JOURNAL ARTICLE

Inflammatory predictors of neurobehavior in very preterm infants

Marliese Dion Nist, Rita H Pickler, Tondi M Harrison, Deborah K Steward, Abigail B Shoben
Early Human Development 2020, 147: 105078
32492526

BACKGROUND: Preterm infants are at risk for impaired neurodevelopment. Inflammation may be an important modifiable mediator of preterm birth and neurodevelopmental impairment, but few studies have examined longitudinal measures of inflammation.

OBJECTIVE: To determine the relationship between longitudinal measures of inflammation and neurobehavior in very preterm infants.
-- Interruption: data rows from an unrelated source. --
//! The logical query catalogue and the capability that runs it.
//!
//! Every query runs against one snapshot. The executor scopes the `nodes`,
//! `edges`, `snapshot_processes`, `events` and `snapshots` relations to
//! that snapshot, so none of the SQL below mentions a snapshot id.

use std::collections::HashMap;

use async_trait::async_trait;
use serde::{Deserialize, Serialize};
use serde_json::Value;
use tracing::debug;

use crate::attrs::{self, AttrBag, keys};
use crate::error::QueryError;
use crate::model::{Edge, Node, ProcessInfo, StuckRequest, TimelineEvent};

/// Most rows a stuck-request listing returns.
pub const STUCK_REQUEST_LIMIT: usize = 500;

/// Rows per page of a full listing; below every executor's row cap.
pub const LISTING_PAGE_ROWS: usize = 2000;

/// Paged listings bind `?1`: page size, `?2`: offset. Their `ORDER BY`
/// covers every column so pages never overlap.
pub const NODES_SQL: &str = "SELECT id, kind, process, proc_key, attrs_json \
     FROM nodes ORDER BY id LIMIT ?1 OFFSET ?2";

pub const EDGES_SQL: &str = "SELECT src_id, dst_id, kind, attrs_json \
     FROM edges ORDER BY src_id, dst_id, kind, attrs_json LIMIT ?1 OFFSET ?2";

pub const REQUEST_NODES_SQL: &str = "SELECT id, kind, process, proc_key, attrs_json \
     FROM nodes WHERE kind = 'request' ORDER BY id LIMIT ?1 OFFSET ?2";

pub const PROCESSES_SQL: &str = "WITH command_nodes AS (
    SELECT proc_key,
           MAX(CASE WHEN json_valid(attrs_json) THEN COALESCE(
               json_extract(attrs_json, '$.cmd.program'),
               json_extract(attrs_json, '$.\"cmd.program\"')
           ) END) AS command,
           MAX(CASE WHEN json_valid(attrs_json) THEN COALESCE(
               json_extract(attrs_json, '$.cmd.args_preview'),
               json_extract(attrs_json, '$.\"cmd.args_preview\"')
           ) END) AS cmd_args_preview
    FROM nodes
    WHERE kind = 'command'
    GROUP BY proc_key
)
SELECT sp.process, sp.pid, sp.proc_key, sp.status, cn.command, cn.cmd_args_preview
FROM snapshot_processes AS sp
LEFT JOIN command_nodes AS cn ON cn.proc_key = sp.proc_key
ORDER BY sp.process, sp.proc_key";

/// `?1`: proc key, `?2`: entity id, `?3`: capture time, `?4`: limit.
pub const TIMELINE_SQL: &str = "SELECT id, ts_ns, proc_key, entity_id, parent_entity_id, name, attrs_json
FROM events
WHERE proc_key = ?1
  AND (entity_id = ?2 OR parent_entity_id = ?2)
  AND ts_ns <= ?3
ORDER BY ts_ns DESC, id DESC
LIMIT ?4";

/// [`TIMELINE_SQL`] restricted to rows strictly older than the cursor
/// `(?5, ?6)` under `(ts_ns DESC, id DESC)`.
pub const TIMELINE_AFTER_CURSOR_SQL: &str = "SELECT id, ts_ns, proc_key, entity_id, parent_entity_id, name, attrs_json
FROM events
WHERE proc_key = ?1
  AND (entity_id = ?2 OR parent_entity_id = ?2)
  AND ts_ns <= ?3
  AND (ts_ns < ?5 OR (ts_ns = ?5 AND id < ?6))
ORDER BY ts_ns DESC, id DESC
LIMIT ?4";

/// `?1`: capture time, `?2`: limit.
pub const RECENT_EVENTS_SQL: &str = "SELECT id, ts_ns, proc_key, entity_id, parent_entity_id, name, attrs_json
FROM events
WHERE ts_ns <= ?1
ORDER BY ts_ns DESC, id DESC
LIMIT ?2";

pub const CAPTURED_AT_SQL: &str =
    "SELECT COALESCE(completed_at_ns, requested_at_ns) AS captured_at_ns FROM snapshots";

/// One parameterized statement.
#[derive(Debug, Clone, PartialEq)]
pub struct SqlQuery {
    pub sql: String,
    pub params: Vec<Value>,
}

impl SqlQuery {
    pub fn new(sql: impl Into<String>) -> Self {
        Self {
            sql: sql.into(),
            params: Vec::new(),
        }
    }

    pub fn bind(mut self, value: impl Into<Value>) -> Self {
        self.params.push(value.into());
        self
    }
}

/// Body of `POST /api/sql`.
#[derive(Debug, Serialize)]
pub struct SqlRequest<'a> {
    pub snapshot_id: i64,
    pub sql: &'a str,
    pub params: &'a [Value],
}

/// Tabular result: column names plus rows of JSON scalars.
#[derive(Debug, Clone, Default, PartialEq, Serialize, Deserialize)]
pub struct QueryResponse {
    pub columns: Vec<String>,
    pub rows: Vec<Vec<Value>>,
    #[serde(default)]
    pub truncated: bool,
}

/// Parameterized query execution over one snapshot.
///
/// Implementations own timeouts; callers treat any error as terminal for
/// that request.
#[async_trait]
pub trait SnapshotQuery: Send + Sync {
    async fn query(&self, snapshot_id: i64, query: &SqlQuery) -> Result<QueryResponse, QueryError>;
}

#[async_trait]
impl<Q: SnapshotQuery + ?Sized> SnapshotQuery for std::sync::Arc<Q> {
    async fn query(&self, snapshot_id: i64, query: &SqlQuery) -> Result<QueryResponse, QueryError> {
        (**self).query(snapshot_id, query).await
    }
}

/// Column lookup by name, so decoders do not depend on column order.
pub struct RowReader {
    index: HashMap<String, usize>,
}

impl RowReader {
    pub fn new(response: &QueryResponse, required: &[&str]) -> Result<Self, QueryError> {
        let index: HashMap<String, usize> = response
            .columns
            .iter()
            .enumerate()
            .map(|(i, name)| (name.clone(), i))
            .collect();
        if let Some(missing) = required.iter().find(|name| !index.contains_key(**name)) {
            return Err(QueryError::Decode(format!(
                "missing column {missing:?} (got {:?})",
                response.columns
            )));
        }
        Ok(Self { index })
    }

    pub fn value<'r>(&self, row: &'r [Value], column: &str) -> Option<&'r Value> {
        row.get(*self.index.get(column)?)
            .filter(|value| !value.is_null())
    }

    pub fn text(&self, row: &[Value], column: &str) -> Option<String> {
        match self.value(row, column)? {
            Value::String(s) => Some(s.clone()),
            Value::Number(n) => Some(n.to_string()),
            _ => None,
        }
    }

    pub fn int(&self, row: &[Value], column: &str) -> Option<i64> {
        match self.value(row, column)? {
            Value::Number(n) => n
                .as_i64()
                .or_else(|| n.as_f64().filter(|f| f.is_finite()).map(|f| f.round() as i64)),
            Value::String(s) => s.trim().parse().ok(),
            _ => None,
        }
    }
}

const NODE_COLUMNS: &[&str] = &["id", "kind", "process", "proc_key", "attrs_json"];
const EDGE_COLUMNS: &[&str] = &["src_id", "dst_id", "kind", "attrs_json"];
const EVENT_COLUMNS: &[&str] = &[
    "id",
    "ts_ns",
    "proc_key",
    "entity_id",
    "parent_entity_id",
    "name",
    "attrs_json",
];
const PROCESS_COLUMNS: &[&str] = &["process", "pid", "proc_key", "status"];

fn node_from_row(reader: &RowReader, row: &[Value]) -> Option<Node> {
    let Some(id) = reader.text(row, "id") else {
        debug!("skipping node row without id");
        return None;
    };
    Some(Node {
        id,
        kind: reader.text(row, "kind").unwrap_or_default(),
        process: reader.text(row, "process").unwrap_or_default(),
        proc_key: reader.text(row, "proc_key").unwrap_or_default(),
        attrs: AttrBag::parse(reader.text(row, "attrs_json").as_deref()),
    })
}

pub fn decode_nodes(response: &QueryResponse) -> Result<Vec<Node>, QueryError> {
    let reader = RowReader::new(response, NODE_COLUMNS)?;
    Ok(response
        .rows
        .iter()
        .filter_map(|row| node_from_row(&reader, row))
        .collect())
}

pub fn decode_edges(response: &QueryResponse) -> Result<Vec<Edge>, QueryError> {
    let reader = RowReader::new(response, EDGE_COLUMNS)?;
    Ok(response
        .rows
        .iter()
        .filter_map(|row| {
            let (Some(src_id), Some(dst_id)) =
                (reader.text(row, "src_id"), reader.text(row, "dst_id"))
            else {
                debug!("skipping edge row without endpoints");
                return None;
            };
            Some(Edge {
                src_id,
                dst_id,
                kind: reader.text(row, "kind").unwrap_or_default(),
                attrs: AttrBag::parse(reader.text(row, "attrs_json").as_deref()),
            })
        })
        .collect())
}

pub fn decode_events(response: &QueryResponse) -> Result<Vec<TimelineEvent>, QueryError> {
    let reader = RowReader::new(response, EVENT_COLUMNS)?;
    Ok(response
        .rows
        .iter()
        .filter_map(|row| {
            let (Some(id), Some(ts_ns)) = (reader.text(row, "id"), reader.int(row, "ts_ns")) else {
                debug!("skipping event row without id or timestamp");
                return None;
            };
            Some(TimelineEvent {
                id,
                ts_ns,
                proc_key: reader.text(row, "proc_key").unwrap_or_default(),
                entity_id: reader.text(row, "entity_id").unwrap_or_default(),
                parent_entity_id: reader.text(row, "parent_entity_id"),
                name: reader.text(row, "name").unwrap_or_default(),
                attrs: AttrBag::parse(reader.text(row, "attrs_json").as_deref()),
            })
        })
        .collect())
}

pub fn decode_processes(response: &QueryResponse) -> Result<Vec<ProcessInfo>, QueryError> {
    let reader = RowReader::new(response, PROCESS_COLUMNS)?;
    Ok(response
        .rows
        .iter()
        .filter_map(|row| {
            Some(ProcessInfo {
                process: reader.text(row, "process")?,
                pid: reader.int(row, "pid"),
                proc_key: reader.text(row, "proc_key").unwrap_or_default(),
                status: reader.text(row, "status").unwrap_or_default(),
                command: reader.text(row, "command"),
                args_preview: reader.text(row, "cmd_args_preview"),
            })
        })
        .collect())
}

/// Requests that have been in flight for at least `min_elapsed_ns`, longest
/// first, capped at [`STUCK_REQUEST_LIMIT`].
///
/// Elapsed time is resolved through the [`attrs::ELAPSED`] aliases, so a
/// request reporting only a start time is measured against `captured_at_ns`.
pub fn select_stuck_requests(
    requests: Vec<Node>,
    captured_at_ns: Option<i64>,
    min_elapsed_ns: i64,
) -> Vec<StuckRequest> {
    let mut stuck: Vec<StuckRequest> = requests
        .into_iter()
        .filter_map(|node| {
            let elapsed_ns = node.attrs.age_ns(&attrs::ELAPSED, captured_at_ns)?;
            if elapsed_ns < min_elapsed_ns {
                return None;
            }
            let method = node.attrs.string(keys::METHOD);
            Some(StuckRequest {
                node,
                elapsed_ns: Some(elapsed_ns),
                method,
            })
        })
        .collect();
    stuck.sort_by(|a, b| {
        b.elapsed_ns
            .cmp(&a.elapsed_ns)
            .then_with(|| a.node.id.cmp(&b.node.id))
    });
    stuck.truncate(STUCK_REQUEST_LIMIT);
    stuck
}

/// The snapshot's capture time, normalized to nanoseconds.
pub fn decode_captured_at(response: &QueryResponse) -> Result<Option<i64>, QueryError> {
    let reader = RowReader::new(response, &["captured_at_ns"])?;
    Ok(response
        .rows
        .first()
        .and_then(|row| reader.int(row, "captured_at_ns"))
        .and_then(attrs::normalize_timestamp_ns_int))
}

#[cfg(test)]
mod tests {
    use super::*;
    use serde_json::json;

    fn response(columns: &[&str], rows: Vec<Vec<Value>>) -> QueryResponse {
        QueryResponse {
            columns: columns.iter().map(|c| c.to_string()).collect(),
            rows,
            truncated: false,
        }
    }

    #[test]
    fn decodes_nodes_by_column_name() {
        let resp = response(
            &["attrs_json", "proc_key", "process", "kind", "id"],
            vec![
                vec![
                    json!(r#"{"label":"db"}"#),
                    json!("p-1"),
                    json!("app"),
                    json!("mutex"),
                    json!("m1"),
                ],
                vec![json!("{broken"), Value::Null, json!("app"), json!("task"), json!("t1")],
                vec![Value::Null, Value::Null, Value::Null, json!("task"), Value::Null],
            ],
        );
        let nodes = decode_nodes(&resp).unwrap();
        assert_eq!(nodes.len(), 2);
        assert_eq!(nodes[0].attrs.string(keys::LABEL).as_deref(), Some("db"));
        assert_eq!(nodes[0].proc_key, "p-1");
        assert!(nodes[1].attrs.is_empty());
        assert_eq!(nodes[1].proc_key, "");
    }

    #[test]
    fn missing_column_is_a_decode_error() {
        let resp = response(&["id", "kind"], vec![]);
        let err = decode_nodes(&resp).unwrap_err();
        assert!(matches!(err, QueryError::Decode(_)));
    }

    fn request(id: &str, attrs: Value) -> Node {
        Node::new(id, "request").with_attrs(attrs)
    }

    #[test]
    fn stuck_requests_resolve_every_elapsed_alias() {
        let captured = 1_700_000_000_000_000_000_i64;
        let stuck = select_stuck_requests(
            vec![
                request("started", json!({"started_at_ns": captured - 40_000_000_000})),
                request(
                    "rpc",
                    json!({"rpc.elapsed_ns": 41_000_000_000_i64, "method": "get_blob"}),
                ),
                request("ms", json!({"elapsed_ms": 6_000})),
                request("fresh", json!({"elapsed_secs": 1})),
                request("unknown", json!({})),
            ],
            Some(captured),
            5_000_000_000,
        );
        let ids: Vec<_> = stuck.iter().map(|s| s.node.id.as_str()).collect();
        assert_eq!(ids, ["rpc", "started", "ms"]);
        assert_eq!(stuck[0].method.as_deref(), Some("get_blob"));
        assert_eq!(stuck[1].elapsed_ns, Some(40_000_000_000));
    }

    #[test]
    fn stuck_requests_without_capture_time_skip_start_stamps() {
        let stuck = select_stuck_requests(
            vec![request(
                "started",
                json!({"started_at_ns": 1_000_000_000_000_000_000_i64}),
            )],
            None,
            0,
        );
        assert!(stuck.is_empty());
    }

    #[test]
    fn stuck_requests_are_capped() {
        let requests = (0..STUCK_REQUEST_LIMIT + 20)
            .map(|i| request(&format!("r{i:04}"), json!({"elapsed_secs": 10 + i})))
            .collect();
        let stuck = select_stuck_requests(requests, None, 0);
        assert_eq!(stuck.len(), STUCK_REQUEST_LIMIT);
        assert_eq!(stuck[0].node.id, format!("r{:04}", STUCK_REQUEST_LIMIT + 19));
    }

    #[test]
    fn captured_at_is_normalized() {
        let resp = response(&["captured_at_ns"], vec![vec![json!(1_700_000_000_000_i64)]]);
        assert_eq!(decode_captured_at(&resp).unwrap(), Some(1_700_000_000_000_000_000));
        let empty = response(&["captured_at_ns"], vec![]);
        assert_eq!(decode_captured_at(&empty).unwrap(), None);
    }

    #[test]
    fn sql_request_body_shape() {
        let query = SqlQuery::new(TIMELINE_SQL).bind("p-1").bind("e-1").bind(10_i64).bind(25_u64);
        let body = serde_json::to_value(SqlRequest {
            snapshot_id: 7,
            sql: &query.sql,
            params: &query.params,
        })
        .unwrap();
        assert_eq!(body["snapshot_id"], json!(7));
        assert_eq!(body["params"], json!(["p-1", "e-1", 10, 25]));
    }
}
STUDY DESIGN: Non-experimental, repeated measures cohort study.

METHODS: Very preterm infants were enrolled between October 2017 and December 2018. Blood was collected weekly until 35 weeks post-menstrual age for the quantification of plasma cytokines. Neurobehavior was assessed at 35 weeks post-menstrual age using the cluster scores for motor development and vigor and alertness/orientation from the Neurobehavioral Assessment of the Preterm Infant. Multiple linear regression models with robust standard errors were used to analyze the data. Average levels of individual cytokines, cytokine trends, and composite scores were used as measures of inflammation.

RESULTS: Seventy-three infants were enrolled in the study. Interleukin-1 receptor antagonist was associated with motor development and vigor scores. Interleukin-6 was associated with alertness/orientation scores. Tumor necrosis factor-alpha and composite scores of inflammation were associated with motor development and vigor and alertness/orientation scores. There were interactions with post-menstrual age at birth and infant sex.

CONCLUSION: Inflammation may be an important predictor of short-term neurobehavior in preterm infants. Interleukin-1 receptor antagonist, interleukin-6, and tumor necrosis factor-alpha are key cytokines for studies of preterm infants, but composite scores may be a better measure of inflammation than individual cytokines. Inflammation can be damaging to the immature brain and may be a specific target for future interventions to improve outcomes.